Tehran’s Siavash Amini has been turning in some fascinating soundscapes on Hallow Ground over the years, beginning with TAR and continuing with FORAS. Fellow Iranians Sara Bigdeli Shamloo and Nima Aghiani (9T Antiope) are now based in France, but their friendship with Amini continues, and has led to this behemoth of a collaboration. The four-track album tangles acoustic and synthetic sounds for a brutal sensory experience that denotes the perils of war. The artists may live at a distance, but their anger and despair is shared. On this album, they pour out their hearts and souls to create sonic disjunction, which is initially a challenge to bear. But after repeated plays, the ambiguity of Harmistice echoes as true and its inherent beauty shines as genuine.
A piercing electric note kicks off “Blue as in Bleeding”, an expression of angst, irritation or looming disaster, followed by electric thunder that grows and sweeps, and a series of unnerving gunshot bursts. By 2:29, the guts of the album are first torn out for all to hear: Shamloo and her voice. Void of emotion, often detached and overly polished, the vocals are suffocating in their precision and disagreement with the general sense of the track and its background dissonance. Indeed, it seems fingernails on a chalkboard would be easier to handle than this.
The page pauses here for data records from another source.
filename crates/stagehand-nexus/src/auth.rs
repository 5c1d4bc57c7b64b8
//! Request authentication against the staging API.

use reqwest::RequestBuilder;

use stagehand_core::credentials::Credentials;

/// Apply basic-auth credentials to a staging API request.
pub fn apply_auth(request: RequestBuilder, credentials: &Credentials) -> RequestBuilder {
    request.basic_auth(&credentials.username, Some(&credentials.password))
}
use assert_cmd::Command;
use predicates::prelude::*;
use std::fs;
use tempfile::TempDir;
use wiremock::matchers::{method, path};
use wiremock::{Mock, MockServer, ResponseTemplate};

#[allow(deprecated)]
fn stagehand_cmd() -> Command {
    let mut cmd = Command::cargo_bin("stagehand").unwrap();
    // Isolate from any real pipeline environment.
    cmd.env_remove("CREDENTIALS_SECUREFILEPATH")
        .env_remove("BUILD_ARTIFACTSTAGINGDIRECTORY")
        .env_remove("SYSTEM_ARTIFACTSDIRECTORY");
    cmd
}

fn write_credentials(dir: &TempDir) -> std::path::PathBuf {
    let path = dir.path().join("creds.json");
    fs::write(&path, r#"{"username": "u", "password": "p"}"#).unwrap();
    path
}

#[test]
fn test_no_arguments_fails() {
    stagehand_cmd()
        .assert()
        .failure()
        .stderr(predicate::str::contains("Usage"));
}

#[test]
fn test_missing_version_fails() {
    stagehand_cmd()
        .arg("adal")
        .assert()
        .failure()
        .stderr(predicate::str::contains("Usage"));
}

#[test]
fn test_unknown_project_fails() {
    stagehand_cmd()
        .args(["broker", "1.2.3"])
        .assert()
        .failure()
        .stderr(predicate::str::contains("unknown project 'broker'"));
}

#[test]
fn test_missing_credentials_var_fails() {
    stagehand_cmd()
        .args(["adal", "1.2.3"])
        .assert()
        .failure()
        .stderr(predicate::str::contains("CREDENTIALS_SECUREFILEPATH"));
}

#[test]
fn test_unreadable_credentials_file_fails() {
    let tmp = TempDir::new().unwrap();

    stagehand_cmd()
        .args(["adal", "1.2.3"])
        .env(
            "CREDENTIALS_SECUREFILEPATH",
            tmp.path().join("absent.json"),
        )
        .assert()
        .failure()
        .stderr(predicate::str::contains("cannot read"));
}

#[test]
fn test_malformed_credentials_file_fails() {
    let tmp = TempDir::new().unwrap();
    let path = tmp.path().join("creds.json");
    fs::write(&path, "{\"username\": \"u\"").unwrap();

    stagehand_cmd()
        .args(["msal", "4.0.0"])
        .env("CREDENTIALS_SECUREFILEPATH", &path)
        .assert()
        .failure()
        .stderr(predicate::str::contains("malformed credentials file"));
}

#[test]
fn test_missing_artifact_directory_fails() {
    let tmp = TempDir::new().unwrap();
    let creds = write_credentials(&tmp);

    stagehand_cmd()
        .args(["common", "0.1.0"])
        .env("CREDENTIALS_SECUREFILEPATH", &creds)
        .assert()
        .failure()
        .stderr(predicate::str::contains("artifact directory not set"));
}

const START_RESPONSE: &str = "<promoteRequest><data>\
    <stagedRepositoryId>comadal-1042</stagedRepositoryId>\
    </data></promoteRequest>";

fn write_artifacts(dir: &TempDir, names: &[&str]) -> std::path::PathBuf {
    let artifacts = dir.path().join("artifacts");
    fs::create_dir(&artifacts).unwrap();
    for name in names {
        fs::write(artifacts.join(name), name.as_bytes()).unwrap();
    }
    artifacts
}

#[tokio::test]
async fn test_failed_upload_aborts_the_batch() {
    let server = MockServer::start().await;

    // Exactly one staging session per run.
    Mock::given(method("POST"))
        .and(path("/staging/profiles/38f4f6ab9c09e2/start"))
        .respond_with(ResponseTemplate::new(201).set_body_string(START_RESPONSE))
        .expect(1)
        .mount(&server)
        .await;

    let deploy_base = "/staging/deployByRepositoryId/comadal-1042/com/microsoft/aad/adal/1.2.3";
    Mock::given(method("POST"))
        .and(path(format!("{deploy_base}/a.jar")))
        .respond_with(ResponseTemplate::new(201))
        .expect(1)
        .mount(&server)
        .await;
    Mock::given(method("POST"))
        .and(path(format!("{deploy_base}/b.jar")))
        .respond_with(ResponseTemplate::new(500))
        .expect(1)
        .mount(&server)
        .await;
    // Uploads are name-ordered, so c.jar follows the failure and must
    // never be attempted.
    Mock::given(method("POST"))
        .and(path(format!("{deploy_base}/c.jar")))
        .respond_with(ResponseTemplate::new(201))
        .expect(0)
        .mount(&server)
        .await;

    let tmp = TempDir::new().unwrap();
    let creds = write_credentials(&tmp);
    let artifacts = write_artifacts(&tmp, &["a.jar", "b.jar", "c.jar"]);

    let uri = server.uri();
    tokio::task::spawn_blocking(move || {
        stagehand_cmd()
            .args(["adal", "1.2.3", "--nexus-url", &uri])
            .env("CREDENTIALS_SECUREFILEPATH", &creds)
            .env("BUILD_ARTIFACTSTAGINGDIRECTORY", &artifacts)
            .assert()
            .failure()
            .stderr(predicate::str::contains("HTTP 500"));
    })
    .await
    .unwrap();

    let requests = server.received_requests().await.unwrap();
    assert_eq!(requests.len(), 3, "one start and two deploys, nothing after the failure");
}

#[tokio::test]
async fn test_failed_session_start_makes_no_uploads() {
    let server = MockServer::start().await;

    Mock::given(method("POST"))
        .respond_with(ResponseTemplate::new(401))
        .expect(1)
        .mount(&server)
        .await;

    let tmp = TempDir::new().unwrap();
    let creds = write_credentials(&tmp);
    let artifacts = write_artifacts(&tmp, &["artifact.jar"]);

    let uri = server.uri();
    tokio::task::spawn_blocking(move || {
        stagehand_cmd()
            .args(["adal", "1.2.3", "--nexus-url", &uri])
            .env("CREDENTIALS_SECUREFILEPATH", &creds)
            .env("BUILD_ARTIFACTSTAGINGDIRECTORY", &artifacts)
            .assert()
            .failure()
            .stderr(predicate::str::contains("HTTP 401"));
    })
    .await
    .unwrap();

    let requests = server.received_requests().await.unwrap();
    assert_eq!(requests.len(), 1, "no deploys after a failed session start");
}

#[test]
fn test_artifact_directory_must_exist() {
    let tmp = TempDir::new().unwrap();
    let creds = write_credentials(&tmp);

    stagehand_cmd()
        .args(["common4j", "0.1.0"])
        .env("CREDENTIALS_SECUREFILEPATH", &creds)
        .env("BUILD_ARTIFACTSTAGINGDIRECTORY", tmp.path().join("gone"))
        .assert()
        .failure()
        .stderr(predicate::str::contains("is not a directory"));
}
Shamloo’s vocals are the secret weapon, at first awkward, almost to the point of physical discomfort, but create a world of authentic suffering exemplified through a divorce from harmony.
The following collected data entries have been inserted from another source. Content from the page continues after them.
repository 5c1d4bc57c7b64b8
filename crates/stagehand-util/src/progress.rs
use std::io::Write;

use console::Style;
use indicatif::{ProgressBar, ProgressStyle};

/// Print a Cargo-style status line: `    Uploading adal-1.2.3.pom`
///
/// The `label` is right-padded to 12 characters and printed in bold green,
/// followed by the `message` in the default terminal colour.
pub fn status(label: &str, message: &str) {
    let green_bold = Style::new().green().bold();
    let _ = writeln!(
        std::io::stderr(),
        "{:>12} {message}",
        green_bold.apply_to(label),
    );
}

/// Print a warning-style status line (bold yellow label).
pub fn status_warn(label: &str, message: &str) {
    let yellow_bold = Style::new().yellow().bold();
    let _ = writeln!(
        std::io::stderr(),
        "{:>12} {message}",
        yellow_bold.apply_to(label),
    );
}

/// Create an animated spinner with the given message for indeterminate progress.
///
/// The spinner ticks automatically and should be finished with
/// [`ProgressBar::finish_with_message`] or [`ProgressBar::finish_and_clear`].
pub fn spinner(message: &str) -> ProgressBar {
    let pb = ProgressBar::new_spinner();
    pb.set_style(
        ProgressStyle::default_spinner()
            .template("{spinner:.green} {msg}")
            .expect("valid template"),
    );
    pb.set_message(message.to_string());
    pb.enable_steady_tick(std::time::Duration::from_millis(80));
    pb
}
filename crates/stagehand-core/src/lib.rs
//! Core data types for the stagehand release tool.
//!
//! This crate defines what a release run operates on: the static table of
//! publishable projects, the credentials loaded from the CI secure file,
//! and the rules for locating and naming the artifacts to upload.
//!
//! This crate is intentionally free of async code and network I/O.

pub mod artifacts;
pub mod credentials;
pub mod project;
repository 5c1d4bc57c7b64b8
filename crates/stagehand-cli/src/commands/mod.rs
//! Command dispatch and handler modules.

mod publish;

use miette::Result;

use crate::cli::Cli;

/// Route a parsed CLI invocation to the publish pipeline.
pub async fn dispatch(cli: Cli) -> Result<()> {
    publish::exec(cli.project, &cli.version, &cli.nexus_url, cli.verbose).await
}
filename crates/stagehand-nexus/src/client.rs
//! HTTP client construction for the staging API.

use std::time::Duration;

use reqwest::Client;

use stagehand_util::errors::{StagehandError, StagehandResult};

const REQUEST_TIMEOUT: Duration = Duration::from_secs(300);

/// Build the shared reqwest client for one release run.
///
/// Certificate verification is disabled on this client.
pub fn build_client() -> StagehandResult<Client> {
    Client::builder()
        .timeout(REQUEST_TIMEOUT)
        .user_agent("stagehand/0.2")
        .danger_accept_invalid_certs(true)
        .build()
        .map_err(|e| {
            StagehandError::Network {
                message: format!("Failed to create HTTP client: {e}"),
            }
            .into()
        })
}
But as the next two tracks play out, fear and bombs detonate in close proximity. We credit Amini for the oppressive, claustrophobic nature of the release and Aghiani for the disorienting textures, although 9T Antiope’s timbres seem constantly in flux, and have not yet settled on a signature sound. Whenever Shamloo’s voice enters, it commands the attention and dominates the conversation. The purpose of these distressed words ~ sometimes spoken, sometimes sung ~ is to bear witness: and bear witness they do.
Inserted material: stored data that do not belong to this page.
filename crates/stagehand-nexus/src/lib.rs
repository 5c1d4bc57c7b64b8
//! Sonatype Nexus staging REST protocol: endpoint URL layout, HTTP client
//! construction, basic-auth application, staging session start, and raw
//! artifact deploy.

pub mod auth;
pub mod client;
pub mod deploy;
pub mod endpoint;
pub mod staging;
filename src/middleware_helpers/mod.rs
pub mod request_id;

pub use request_id::{request_id_middleware, REQUEST_ID_HEADER};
“Silver as in Silence” circles back to the high-pitched hum of the opening track and concludes this tug-of-war between the real and the unreal. A homeland is a homeland, no matter where one may roam. Amini may be reporting from the front lines, while 9T Antiope is a foreign correspondent, but together they create a harrowing statement, softened only by the image on the cover: two hands touching, nearly grasping each other, only an impulse away.